Member of the Virginia House of Delegates for Richmond
- In office January 11, 1950 – September 29, 1956 Serving with William H. Adams, Albert O. Boschen, G. Edmond Massie, Charles H. Phillips, Fred G. Pollard, J. Randolph Tucker, Jr., J. Moscoe Huntley, George E. Allen Jr., Edward E. Lane, Euguene B. Sydnor Jr., FitzGerald Bemiss, E. Tucker Carlton
- Preceded by: Walter L. Hopkins
- Succeeded by: Harold H. Dervishian

Personal details
- Born: July 14, 1912 Richmond, Virginia, U.S.
- Died: April 1, 1983 (aged 70) Richmond, Virginia, U.S.
- Party: Democratic
- Alma mater: University of Richmond
- Profession: lawyer

Military service
- Branch/service: U.S. Army
- Years of service: 1943–1946
- Rank: Colonel
- Battles/wars: World War II

= W. Griffith Purcell =

American attorney and politician

W. Griffith Purcell (July 14, 1912 – April 1, 1983) was a Virginia lawyer and politician, who represented his native Richmond from 1950 to 1956, before retiring to concentrate on his general practice.

==Early and family life==
Purcell was born to in Richmond, Virginia, to the former Alice Griffith and her husband John Michael Purcell. His family lived in Clay ward, and by 1930 included a maiden aunt, and an elder brother (John Jr.) as well as younger brothers James and Edward. His father had died by 1940. By that time, Griffith had graduated from Benedictine High School, then the University of Richmond and had become a lawyer. A lifelong Catholic, he never married, but in 1940 was supporting his mother, aunt and a brother, and in 1950 was living with his 70-year-old aunt.

==Career==
Upon being admitted to the Virginia bar, Purcell had a solo practice, but was active in the Virginia Bar Association, as well as his Catholic Church, Elks, American Legion and Veterans of Foreign Wars.
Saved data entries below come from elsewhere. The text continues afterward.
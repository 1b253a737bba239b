//! Liquid identity.

use crate::error::{LiquidError, LiquidResult};
use core::fmt;
use serde::de::{self, Deserializer};
use serde::{Deserialize, Serialize, Serializer};

/// A liquid, identified by its display color.
///
/// The authoring layer configures vessel contents as hex color strings, so
/// color doubles as identity: two liquids are the same exactly when their
/// colors match.
#[derive(Clone, Copy, PartialEq, Eq, Hash, PartialOrd, Ord)]
pub struct Liquid {
    rgb: [u8; 3],
}

/// Standard palette used by built-in parts.
pub const COLD_WATER: Liquid = Liquid::from_rgb(0x4A, 0xA0, 0xEF);
pub const HOT_WATER: Liquid = Liquid::from_rgb(0xDB, 0x00, 0x23);
pub const BEER: Liquid = Liquid::from_rgb(0xE1, 0xAC, 0x00);
pub const WORT: Liquid = Liquid::from_rgb(0xC7, 0x8A, 0x49);

impl Liquid {
    pub const fn from_rgb(r: u8, g: u8, b: u8) -> Self {
        Self { rgb: [r, g, b] }
    }

    /// Parse a `"#RRGGBB"` color; the leading `#` is optional, matching
    /// how the authoring layer stores colors.
    pub fn parse(s: &str) -> LiquidResult<Self> {
        let hex = s.strip_prefix('#').unwrap_or(s);
        if hex.len() != 6 || !hex.bytes().all(|b| b.is_ascii_hexdigit()) {
            return Err(LiquidError::InvalidColor { got: s.to_string() });
        }
        let channel = |i: usize| u8::from_str_radix(&hex[i..i + 2], 16);
        match (channel(0), channel(2), channel(4)) {
            (Ok(r), Ok(g), Ok(b)) => Ok(Self::from_rgb(r, g, b)),
            _ => Err(LiquidError::InvalidColor { got: s.to_string() }),
        }
    }

    pub fn rgb(self) -> [u8; 3] {
        self.rgb
    }

    /// Canonical `"#RRGGBB"` form.
    pub fn hex(self) -> String {
        format!(
            "#{:02X}{:02X}{:02X}",
            self.rgb[0], self.rgb[1], self.rgb[2]
        )
    }
}

impl fmt::Display for Liquid {
    fn fmt(&self, f: &mut fmt::Formatter<'_>) -> fmt::Result {
        write!(
            f,
            "#{:02X}{:02X}{:02X}",
            self.rgb[0], self.rgb[1], self.rgb[2]
        )
    }
}

impl fmt::Debug for Liquid {
    fn fmt(&self, f: &mut fmt::Formatter<'_>) -> fmt::Result {
        write!(f, "Liquid({self})")
    }
}

impl Serialize for Liquid {
    fn serialize<S: Serializer>(&self, serializer: S) -> Result<S::Ok, S::Error> {
        serializer.serialize_str(&self.hex())
    }
}

impl<'de> Deserialize<'de> for Liquid {
    fn deserialize<D: Deserializer<'de>>(deserializer: D) -> Result<Self, D::Error> {
        let s = String::deserialize(deserializer)?;
        Liquid::parse(&s).map_err(de::Error::custom)
    }
}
On January 4, 1943, Purcell enlisted as a private in the U.S. Army during World War II, rising to the rank of colonel. He (or another man of the same name) served in the infantry and was wounded. He was enlisted as an officer on January 18, 1945, and discharged on April 22, 1946.

In 1949 Purcell ran for and won election as one of seven delegates representing Richmond in the Virginia House of Delegates, and won re-election twice (serving 1950 to 1956), as the tumultuous Massive Resistance period began. He replaced either Walter I. Hopkins or Walter H.C. Murray, among the top finishers for the session which began in January 1950. In 1952, only one member of Richmond's delegation changed, with W. Moscoe Huntley replacing G. Edmond Massie. In 1954, George E. Allen Jr., Edward E. Lane and Euguene B. Sydnor Jr. joined the delegation (but Sydnor resigned after the 1954 session and was replaced by FitzGerald Bemiss). In 1956, following both U.S. Supreme Court decisions in Brown v. Board of Education (1954 and 1955), E. Tucker Carlton joined the Richmond delegation. Only three men represented Richmond in the 1956 convention concerning Massive Resistance, which included his former colleague G. Edmund Massie. In the 1958 election, Purcell was replaced either by Harold H. Dervishian or Thomas N. Parker Jr.

==Death and legacy==
Purcell died at St. Mary's Hospital in Richmond following a heart attack. He was interred at Mount Cavalry cemetery in Richmond.